Eosinophils are phagocytic cells with antigen presenting capacity (Del Pozo et al., 1992; Weller et al., 1993), and the ability of eosinophils situated in the airways lumen to migrate via the lymphatics to sites of antigen presentation has recently been
confirmed (Shi et al., 2000). Thus, eosinophils that are recruited to the antigen challenged lung in sensitised mice may then sample the extracellular milieu, and phagocytose endogenous antigen. Within inflamed lung tissue, eosinophils may then process and present endogenous antigen to activated memory T lymphocytes, and thereby modulate local T cell function and disease progression/resolution. Alternatively, recruited eosinophils may sample the contents of the airway lumen, before translocation back across airways epithelium and subsequent trafficking to the draining lymph nodes. In these tissues, eosinophils may reside for prolonged periods of time following antigen challenge in the sensitised organism (Figure 3.5c), and may actively present airways derived antigens to antigen-specific T lymphocytes.
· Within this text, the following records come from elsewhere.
//! Reference option lists (conditions, storage locations, warranties)

use serde::{Deserialize, Serialize};

use crate::models::LaunchRow;

pub const DEFAULT_CONDITION: &str = "Novo";
pub const DEFAULT_WARRANTY: &str = "1 ano";
pub const DEFAULT_LOCATION: &str = "Loja";

/// Fallbacks for rows whose purchase snapshot leaves a field blank
#[derive(Debug, Clone, Serialize, Deserialize, PartialEq, Eq)]
#[serde(rename_all = "camelCase")]
pub struct RowDefaults {
    pub condition: String,
    pub warranty: String,
    pub location: String,
}

impl Default for RowDefaults {
    fn default() -> Self {
        Self {
            condition: DEFAULT_CONDITION.to_string(),
            warranty: DEFAULT_WARRANTY.to_string(),
            location: DEFAULT_LOCATION.to_string(),
        }
    }
}

impl RowDefaults {
    pub fn condition_or(&self, value: Option<&str>) -> String {
        pick(value, &self.condition)
    }

    pub fn warranty_or(&self, value: Option<&str>) -> String {
        pick(value, &self.warranty)
    }

    pub fn location_or(&self, value: Option<&str>) -> String {
        pick(value, &self.location)
    }
}

fn pick(value: Option<&str>, fallback: &str) -> String {
    match value.map(str::trim) {
        Some(v) if !v.is_empty() => v.to_string(),
        _ => fallback.to_string(),
    }
}

/// Current selector lists, read-only
#[derive(Debug, Clone, Default, Serialize, Deserialize, PartialEq, Eq)]
#[serde(rename_all = "camelCase")]
pub struct ReferenceOptions {
    pub conditions: Vec<String>,
    pub locations: Vec<String>,
    pub warranties: Vec<String>,
}

impl ReferenceOptions {
    /// Trim the row's selector fields and fill blanks from the defaults.
    /// Values missing from the current lists are legacy text and are kept.
    pub fn normalize_row(&self, row: &mut LaunchRow, defaults: &RowDefaults) {
        row.condition = defaults.condition_or(Some(&row.condition));
        row.warranty = defaults.warranty_or(Some(&row.warranty));
        row.storage_location = defaults.location_or(Some(&row.storage_location));
    }

    /// Selector entries for one row: the condition list plus any legacy value
    pub fn conditions_for(&self, row: &LaunchRow) -> Vec<String> {
        options_with_legacy(&self.conditions, &row.condition)
    }

    pub fn locations_for(&self, row: &LaunchRow) -> Vec<String> {
        options_with_legacy(&self.locations, &row.storage_location)
    }

    pub fn warranties_for(&self, row: &LaunchRow) -> Vec<String> {
        options_with_legacy(&self.warranties, &row.warranty)
    }
}

/// The list, plus `current` appended when it is a non-empty value not in it
pub fn options_with_legacy(list: &[String], current: &str) -> Vec<String> {
    let current = current.trim();
    let mut options = list.to_vec();
    if !current.is_empty() && !list.iter().any(|option| option.trim() == current) {
        options.push(current.to_string());
    }
    options
}
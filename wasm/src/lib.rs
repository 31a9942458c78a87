//! WebAssembly module for the purchase launch grid
//!
//! Runs the launch rules in the browser so the grid reacts without a round
//! trip:
//! - Row edits with price/markup derivation
//! - IMEI and duplicate checks before submit
//! - Planning and draft restore for offline sessions
//!
//! Every function takes and returns JSON strings in the server's wire format.

use std::str::FromStr;

use rust_decimal::Decimal;
use serde::{de::DeserializeOwned, Serialize};
use shared::{
    apply_to_all, check_preconditions, draft_key, edit_row, is_valid_imei, mark_conflicts,
    markup_from_sale_price, plan_launch, restore_draft, sale_price_from_markup, Draft,
    DraftRestore, DuplicateConflict, InventoryUnit, LaunchRow, LaunchSummary, PurchaseOrder,
    RowDefaults, RowEdit,
};
use uuid::Uuid;
use wasm_bindgen::prelude::*;

/// Rows after an edit, with refreshed totals
#[derive(Serialize)]
#[serde(rename_all = "camelCase")]
struct EditedRows {
    rows: Vec<LaunchRow>,
    summary: LaunchSummary,
}

/// Outcome of the pre-submit checks
#[derive(Serialize)]
#[serde(rename_all = "camelCase")]
struct BatchCheck {
    ok: bool,
    #[serde(skip_serializing_if = "Option::is_none")]
    code: Option<&'static str>,
    #[serde(skip_serializing_if = "Option::is_none")]
    message: Option<String>,
    rows: Vec<LaunchRow>,
}

#[derive(Serialize)]
#[serde(rename_all = "camelCase")]
struct RestoredDraft {
    accepted: bool,
    rows: Vec<LaunchRow>,
}

#[derive(Serialize)]
#[serde(rename_all = "camelCase")]
struct MarkedConflict {
    rows: Vec<LaunchRow>,
    marked: Vec<usize>,
    message: String,
}

/// Initialize the WASM module
#[wasm_bindgen(start)]
pub fn init() {
    // Set up panic hook for better error messages in browser console
    #[cfg(feature = "console_error_panic_hook")]
    console_error_panic_hook::set_once();
}

fn parse<T: DeserializeOwned>(json: &str, what: &str) -> Result<T, String> {
    serde_json::from_str(json).map_err(|e| format!("Invalid {} JSON: {}", what, e))
}

fn to_json<T: Serialize>(value: &T) -> Result<String, String> {
    serde_json::to_string(value).map_err(|e| e.to_string())
}

fn js_err(message: String) -> JsValue {
    JsValue::from_str(&message)
}

/// True when the value is exactly 15 digits
#[wasm_bindgen]
pub fn check_imei(value: &str) -> bool {
    is_valid_imei(value)
}

/// Sale price for a markup, as a decimal string; none when the cost is zero
#[wasm_bindgen]
pub fn price_for_markup(final_cost: &str, markup: &str) -> Option<String> {
    let cost = Decimal::from_str(final_cost).ok()?;
    let markup = Decimal::from_str(markup).ok()?;
    sale_price_from_markup(cost, markup).map(|p| p.to_string())
}

#[wasm_bindgen]
pub fn markup_for_price(final_cost: &str, sale_price: &str) -> Option<String> {
    let cost = Decimal::from_str(final_cost).ok()?;
    let price = Decimal::from_str(sale_price).ok()?;
    markup_from_sale_price(cost, price).map(|m| m.to_string())
}

fn apply_row_edit_json(rows_json: &str, index: usize, edit_json: &str) -> Result<String, String> {
    let mut rows: Vec<LaunchRow> = parse(rows_json, "rows")?;
    let edit: RowEdit = parse(edit_json, "edit")?;
    edit_row(&mut rows, index, &edit).map_err(|e| e.message_pt())?;
    to_json(&EditedRows {
        summary: LaunchSummary::of(&rows),
        rows,
    })
}

/// Apply one field edit to one row
#[wasm_bindgen]
pub fn apply_row_edit(rows_json: &str, index: usize, edit_json: &str) -> Result<String, JsValue> {
    apply_row_edit_json(rows_json, index, edit_json).map_err(js_err)
}

fn apply_edit_to_all_json(rows_json: &str, edit_json: &str) -> Result<String, String> {
    let mut rows: Vec<LaunchRow> = parse(rows_json, "rows")?;
    let edit: RowEdit = parse(edit_json, "edit")?;
    apply_to_all(&mut rows, &edit).map_err(|e| e.message_pt())?;
    to_json(&EditedRows {
        summary: LaunchSummary::of(&rows),
        rows,
    })
}

/// Apply one field edit to every row
#[wasm_bindgen]
pub fn apply_edit_to_all(rows_json: &str, edit_json: &str) -> Result<String, JsValue> {
    apply_edit_to_all_json(rows_json, edit_json).map_err(js_err)
}

fn validate_batch_json(rows_json: &str) -> Result<String, String> {
    let mut rows: Vec<LaunchRow> = parse(rows_json, "rows")?;
    let check = match check_preconditions(&mut rows) {
        Ok(()) => BatchCheck {
            ok: true,
            code: None,
            message: None,
            rows,
        },
        Err(e) => BatchCheck {
            ok: false,
            code: Some(e.code()),
            message: Some(e.message_pt()),
            rows,
        },
    };
    to_json(&check)
}

/// Run the pre-submit checks; offending fields come back flagged
#[wasm_bindgen]
pub fn validate_batch(rows_json: &str) -> Result<String, JsValue> {
    validate_batch_json(rows_json).map_err(js_err)
}

fn plan_launch_rows_json(order_json: &str, units_json: &str) -> Result<String, String> {
    let order: PurchaseOrder = parse(order_json, "order")?;
    let units: Vec<InventoryUnit> = parse(units_json, "units")?;
    to_json(&plan_launch(&order, &units, &RowDefaults::default()))
}

/// Expand the unlaunched remainder of an order into rows
#[wasm_bindgen]
pub fn plan_launch_rows(order_json: &str, units_json: &str) -> Result<String, JsValue> {
    plan_launch_rows_json(order_json, units_json).map_err(js_err)
}

fn restore_launch_draft_json(draft_json: Option<String>, order_json: &str) -> Result<String, String> {
    let order: PurchaseOrder = parse(order_json, "order")?;
    // A draft that no longer parses is treated as absent
    let draft: Option<Draft> = draft_json.and_then(|json| serde_json::from_str(&json).ok());
    let restored = match restore_draft(draft, &order) {
        DraftRestore::Accepted(rows) => RestoredDraft {
            accepted: true,
            rows,
        },
        DraftRestore::Discarded { .. } | DraftRestore::Empty => RestoredDraft {
            accepted: false,
            rows: Vec::new(),
        },
    };
    to_json(&restored)
}

/// Decide whether a locally stored draft still fits the order
#[wasm_bindgen]
pub fn restore_launch_draft(draft_json: Option<String>, order_json: &str) -> Result<String, JsValue> {
    restore_launch_draft_json(draft_json, order_json).map_err(js_err)
}

/// Local storage key for an order's draft
#[wasm_bindgen]
pub fn launch_draft_key(order_id: &str) -> Result<String, JsValue> {
    Uuid::parse_str(order_id)
        .map(draft_key)
        .map_err(|e| js_err(format!("Invalid order id: {}", e)))
}

fn mark_duplicate_conflict_json(rows_json: &str, conflict_json: &str) -> Result<String, String> {
    let mut rows: Vec<LaunchRow> = parse(rows_json, "rows")?;
    let conflict: DuplicateConflict = parse(conflict_json, "conflict")?;
    let marked = mark_conflicts(&mut rows, &conflict);
    to_json(&MarkedConflict {
        message: conflict.message(),
        rows,
        marked,
    })
}

/// Mark rows named in a server duplicate-conflict payload
#[wasm_bindgen]
pub fn mark_duplicate_conflict(rows_json: &str, conflict_json: &str) -> Result<String, JsValue> {
    mark_duplicate_conflict_json(rows_json, conflict_json).map_err(js_err)
}
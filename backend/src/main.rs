//! Purchase Launch Server
//!
//! Converts supplier purchase orders into launched, individually tracked
//! inventory units.

use std::{net::SocketAddr, time::Duration};

use purchase_launch_backend::{create_app, AppState, Config};
use sqlx::postgres::PgPoolOptions;
use tracing_subscriber::{layer::SubscriberExt, util::SubscriberInitExt};

#[tokio::main]
async fn main() -> anyhow::Result<()> {
    // Initialize tracing
    tracing_subscriber::registry()
        .with(
            tracing_subscriber::EnvFilter::try_from_default_env().unwrap_or_else(|_| {
                "launch_server=debug,purchase_launch_backend=debug,tower_http=debug,sqlx=warn"
                    .into()
            }),
        )
        .with(tracing_subscriber::fmt::layer())
        .init();

    // Load configuration
    dotenvy::dotenv().ok();
    let config = Config::load()?;

    tracing::info!("Starting Purchase Launch Server");
    tracing::info!("Environment: {}", config.environment);

    // Create database connection pool
    tracing::info!("Connecting to database...");
    let db_pool = PgPoolOptions::new()
        .max_connections(config.database.max_connections)
        .min_connections(config.database.min_connections)
        .acquire_timeout(Duration::from_secs(30))
        .connect(&config.database.url)
        .await?;

    tracing::info!("Database connection established");

    // Run migrations in development
    if config.environment == "development" {
        tracing::info!("Running database migrations...");
        sqlx::migrate!("./migrations").run(&db_pool).await?;
        tracing::info!("Migrations completed");
    }

    tokio::fs::create_dir_all(&config.drafts.directory).await?;
    tracing::info!("Launch drafts stored in {}", config.drafts.directory.display());

    let addr: SocketAddr = format!("{}:{}", config.server.host, config.server.port).parse()?;
    let state = AppState::new(db_pool, config);
    let app = create_app(state);

    // Start server
    tracing::info!("Listening on {}", addr);

    let listener = tokio::net::TcpListener::bind(addr).await?;
    axum::serve(listener, app).await?;

    Ok(())
}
Thus, the numerous eosinophils that are recruited to the antigen challenged lung in the sensitised organism are well placed to modulate T lymphocyte function within local tissues and distally via the draining lymphatics. It is interesting to note that low numbers of eosinophils were present in the blood, airways lumen, and draining lymphoid tissue prior to antigen inhalation (Figure 3.2, zero time points), which suggests a role for baseline eosinophils in immunological responses associated with immune surveillance and potentially, T cell expansion.
It would be interesting to assess the surface expression of MHC-II and associated costimulatory molecules, and to further investigate any antigen presenting function attributable to lung eosinophils. This may further our understanding of the potential for eosinophil/T cell interactions wherein eosinophils may regulate T cell function during chronic antigen exposure to the lung.